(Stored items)
= Beginning of Section =

//! 路由模块
//!
//! 包含请求分发的核心组件：
//! - 请求/响应数据结构
//! - 路由处理器
//! - 路由表（静态 + 动态）
//! - 通知事件与通知总线
//! - 分发器

pub mod dispatcher;
pub mod event;
pub mod event_bus;
pub mod handler;
pub mod request;
pub mod route_table;

// 重导出常用类型
pub use dispatcher::{DispatchOutcome, DispatchStats, DispatchStatsSnapshot, Dispatcher};
pub use event::{topics, Event, EventBuilder};
pub use event_bus::{
    BusStats, NotificationBus, NotificationCallback, SubscriptionInfo, DEFAULT_PRIORITY,
};
pub use handler::{async_handler_fn, handler_fn, RouteHandler, SharedHandler};
pub use request::{Body, Method, Request, RequestContext, Response};
pub use route_table::{
    RouteCache, RouteCacheStats, RouteEntry, RouteInfo, RouteKind, RouteMatch, RouteTable,
    RouteTableStats,
};
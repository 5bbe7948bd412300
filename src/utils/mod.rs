//! 工具模块
//!
//! 错误类型、ID 生成与日志系统。

pub mod error;
pub mod id;
pub mod logger;

pub use error::{error_code, status_code, CmsError, Result};
pub use id::{request_id, short_id};
pub use logger::{LogGuard, Logger, LoggerConfig, LoggerConfigBuilder, RotationStrategy};
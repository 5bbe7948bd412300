//! 清单缓存
//!
//! 数据目录中的 JSON 文件：
//!
//! - `controllers_manifest.json`：`{key: class}`
//! - `plugins_manifest.json`：`[{key, path, class, context, menu?}]`
//! - `active_plugins.json`：`[key, ...]`
//!
//! 读取失败（文件不存在、无法读取、JSON 形状不对）一律视为缓存未命中。
//! 写入是尽力而为的：先写临时文件再重命名，失败只记录日志。

use std::collections::BTreeMap;
use std::path::{Path, PathBuf};

use serde::de::DeserializeOwned;
use serde::Serialize;
use tracing::{debug, warn};

use crate::core::config::CmsConfig;
use crate::module::metadata::PluginManifestEntry;
use crate::utils::{short_id, CmsError, Result};

/// 控制器清单：键 -> 类标识
pub type ControllerManifest = BTreeMap<String, String>;

/// 插件清单
pub type PluginManifest = Vec<PluginManifestEntry>;

/// 清单缓存存储
#[derive(Debug, Clone)]
pub struct ManifestStore {
    controllers_path: PathBuf,
    plugins_path: PathBuf,
    active_path: PathBuf,
    enabled: bool,
}

impl ManifestStore {
    /// 根据配置定位缓存文件
    pub fn from_config(config: &CmsConfig) -> Self {
        Self {
            controllers_path: config.cache_file(&config.cache.controllers_manifest),
            plugins_path: config.cache_file(&config.cache.plugins_manifest),
            active_path: config.cache_file(&config.cache.active_plugins),
            enabled: config.cache.enabled,
        }
    }

    /// 控制器清单路径
    pub fn controllers_path(&self) -> &Path {
        &self.controllers_path
    }

    /// 插件清单路径
    pub fn plugins_path(&self) -> &Path {
        &self.plugins_path
    }

    /// 激活列表路径
    pub fn active_path(&self) -> &Path {
        &self.active_path
    }

    /// 是否启用清单缓存
    pub fn is_enabled(&self) -> bool {
        self.enabled
    }

    /// 读取控制器清单
    pub async fn read_controllers(&self) -> Option<ControllerManifest> {
        if !self.enabled {
            return None;
        }
        read_json(&self.controllers_path).await
    }

    /// 写入控制器清单
    pub async fn write_controllers(&self, manifest: &ControllerManifest) {
        if self.enabled {
            write_json_best_effort(&self.controllers_path, manifest).await;
        }
    }

    /// 读取插件清单
    pub async fn read_plugins(&self) -> Option<PluginManifest> {
        if !self.enabled {
            return None;
        }
        read_json(&self.plugins_path).await
    }

    /// 写入插件清单
    pub async fn write_plugins(&self, manifest: &PluginManifest) {
        if self.enabled {
            write_json_best_effort(&self.plugins_path, manifest).await;
        }
    }

    /// 读取激活插件列表，文件不存在或损坏时视为没有激活的插件
    pub async fn read_active(&self) -> Vec<String> {
        read_json(&self.active_path).await.unwrap_or_default()
    }

    /// 写入激活插件列表
    ///
    /// 与清单不同，激活列表是用户数据，写入失败会返回错误。
    pub async fn write_active(&self, keys: &[String]) -> Result<()> {
        write_json_atomic(&self.active_path, &keys).await
    }

    /// 删除两份清单，下次加载时重新扫描
    pub async fn invalidate(&self) {
        for path in [&self.controllers_path, &self.plugins_path] {
            match tokio::fs::remove_file(path).await {
                Ok(()) => debug!(path = %path.display(), "删除清单缓存"),
                Err(e) if e.kind() == std::io::ErrorKind::NotFound => {}
                Err(e) => warn!(path = %path.display(), error = %e, "删除清单缓存失败"),
            }
        }
    }

    /// 只删除插件清单
    pub async fn invalidate_plugins(&self) {
        match tokio::fs::remove_file(&self.plugins_path).await {
            Ok(()) => debug!(path = %self.plugins_path.display(), "删除插件清单"),
            Err(e) if e.kind() == std::io::ErrorKind::NotFound => {}
            Err(e) => warn!(path = %self.plugins_path.display(), error = %e, "删除插件清单失败"),
        }
    }
}

async fn read_json<T: DeserializeOwned>(path: &Path) -> Option<T> {
    let content = match tokio::fs::read_to_string(path).await {
        Ok(content) => content,
        Err(e) if e.kind() == std::io::ErrorKind::NotFound => {
            debug!(path = %path.display(), "缓存文件不存在");
            return None;
        }
        Err(e) => {
            warn!(path = %path.display(), error = %e, "缓存文件无法读取，视为未命中");
            return None;
        }
    };

    match serde_json::from_str(&content) {
        Ok(value) => Some(value),
        Err(e) => {
            let err = CmsError::ManifestCorrupt(format!("{}: {}", path.display(), e));
            warn!(error = %err, "缓存文件损坏，视为未命中");
            None
        }
    }
}

async fn write_json_best_effort<T: Serialize + ?Sized>(path: &Path, value: &T) {
    match write_json_atomic(path, value).await {
        Ok(()) => debug!(path = %path.display(), "写入清单缓存"),
        Err(e) => warn!(path = %path.display(), error = %e, "写入清单缓存失败"),
    }
}

async fn write_json_atomic<T: Serialize + ?Sized>(path: &Path, value: &T) -> Result<()> {
    if let Some(parent) = path.parent() {
        tokio::fs::create_dir_all(parent).await?;
    }
    let content = serde_json::to_string_pretty(value)?;

    let file_name = path
        .file_name()
        .map(|n| n.to_string_lossy().into_owned())
        .unwrap_or_default();
    let tmp = path.with_file_name(format!(".{}.{}.tmp", file_name, short_id("w")));

    tokio::fs::write(&tmp, content).await?;
    if let Err(e) = tokio::fs::rename(&tmp, path).await {
        let _ = tokio::fs::remove_file(&tmp).await;
        return Err(e.into());
    }
    Ok(())
}

#[cfg(test)]
mod tests {
    use super::*;
    use crate::module::metadata::ActivationContext;
    use tempfile::TempDir;

    fn store(dir: &TempDir) -> ManifestStore {
        let config = CmsConfig::builder().root_dir(dir.path()).build();
        ManifestStore::from_config(&config)
    }

    #[tokio::test]
    async fn test_controller_manifest_roundtrip() {
        let dir = TempDir::new().unwrap();
        let store = store(&dir);
        assert!(store.read_controllers().await.is_none());

        let mut manifest = ControllerManifest::new();
        manifest.insert("users".to_string(), "users_controller".to_string());
        store.write_controllers(&manifest).await;

        assert_eq!(store.read_controllers().await, Some(manifest));
    }

    #[tokio::test]
    async fn test_wrong_shape_is_a_miss() {
        let dir = TempDir::new().unwrap();
        let store = store(&dir);
        tokio::fs::create_dir_all(store.plugins_path().parent().unwrap())
            .await
            .unwrap();

        // 对象而不是数组
        tokio::fs::write(store.plugins_path(), r#"{"seo": {}}"#).await.unwrap();
        assert!(store.read_plugins().await.is_none());

        tokio::fs::write(store.plugins_path(), "not json at all").await.unwrap();
        assert!(store.read_plugins().await.is_none());

        // 数组而不是对象
        tokio::fs::write(store.controllers_path(), r#"["users"]"#).await.unwrap();
        assert!(store.read_controllers().await.is_none());
    }

    #[tokio::test]
    async fn test_plugin_manifest_and_invalidate() {
        let dir = TempDir::new().unwrap();
        let store = store(&dir);
        let manifest = vec![PluginManifestEntry {
            key: "seo".to_string(),
            path: dir.path().join("plugins/seo"),
            class: "seo_plugin".to_string(),
            context: ActivationContext::Admin,
            menu: vec![],
        }];
        store.write_plugins(&manifest).await;
        store.write_controllers(&ControllerManifest::new()).await;
        assert_eq!(store.read_plugins().await, Some(manifest));

        store.invalidate().await;
        assert!(!store.plugins_path().exists());
        assert!(!store.controllers_path().exists());
        // 重复删除不报错
        store.invalidate().await;
    }

    #[tokio::test]
    async fn test_active_list_missing_means_none_active() {
        let dir = TempDir::new().unwrap();
        let store = store(&dir);
        assert!(store.read_active().await.is_empty());

        store
            .write_active(&["seo".to_string(), "forms".to_string()])
            .await
            .unwrap();
        assert_eq!(store.read_active().await, vec!["seo", "forms"]);
    }

    #[tokio::test]
    async fn test_disabled_cache_never_reads_or_writes() {
        let dir = TempDir::new().unwrap();
        let config = CmsConfig::builder()
            .root_dir(dir.path())
            .disable_manifest_cache()
            .build();
        let store = ManifestStore::from_config(&config);

        store.write_controllers(&ControllerManifest::new()).await;
        assert!(!store.controllers_path().exists());
        assert!(store.read_controllers().await.is_none());
    }
}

= End of Section =

REQUIRED ACTION: I'd like an exact copy of the lines above, from the very first one through the line that contains "use crate::module::metadata::PluginManifestEntry;", with nothing else added.

OUTPUT:
//! 路由模块
//!
//! 包含请求分发的核心组件：
//! - 请求/响应数据结构
//! - 路由处理器
//! - 路由表（静态 + 动态）
//! - 通知事件与通知总线
//! - 分发器

pub mod dispatcher;
pub mod event;
pub mod event_bus;
pub mod handler;
pub mod request;
pub mod route_table;

// 重导出常用类型
pub use dispatcher::{DispatchOutcome, DispatchStats, DispatchStatsSnapshot, Dispatcher};
pub use event::{topics, Event, EventBuilder};
pub use event_bus::{
    BusStats, NotificationBus, NotificationCallback, SubscriptionInfo, DEFAULT_PRIORITY,
};
pub use handler::{async_handler_fn, handler_fn, RouteHandler, SharedHandler};
pub use request::{Body, Method, Request, RequestContext, Response};
pub use route_table::{
    RouteCache, RouteCacheStats, RouteEntry, RouteInfo, RouteKind, RouteMatch, RouteTable,
    RouteTableStats,
};
repository 5bbe7948bd412300
filename src/utils/mod.rs
//! 工具模块
//!
//! 错误类型、ID 生成与日志系统。

pub mod error;
pub mod id;
pub mod logger;

pub use error::{error_code, status_code, CmsError, Result};
pub use id::{request_id, short_id};
pub use logger::{LogGuard, Logger, LoggerConfig, LoggerConfigBuilder, RotationStrategy};
repository 5bbe7948bd412300
//! 清单缓存
//!
//! 数据目录中的 JSON 文件：
//!
//! - `controllers_manifest.json`：`{key: class}`
//! - `plugins_manifest.json`：`[{key, path, class, context, menu?}]`
//! - `active_plugins.json`：`[key, ...]`
//!
//! 读取失败（文件不存在、无法读取、JSON 形状不对）一律视为缓存未命中。
//! 写入是尽力而为的：先写临时文件再重命名，失败只记录日志。

use std::collections::BTreeMap;
use std::path::{Path, PathBuf};

use serde::de::DeserializeOwned;
use serde::Serialize;
use tracing::{debug, warn};

use crate::core::config::CmsConfig;
use crate::module::metadata::PluginManifestEntry;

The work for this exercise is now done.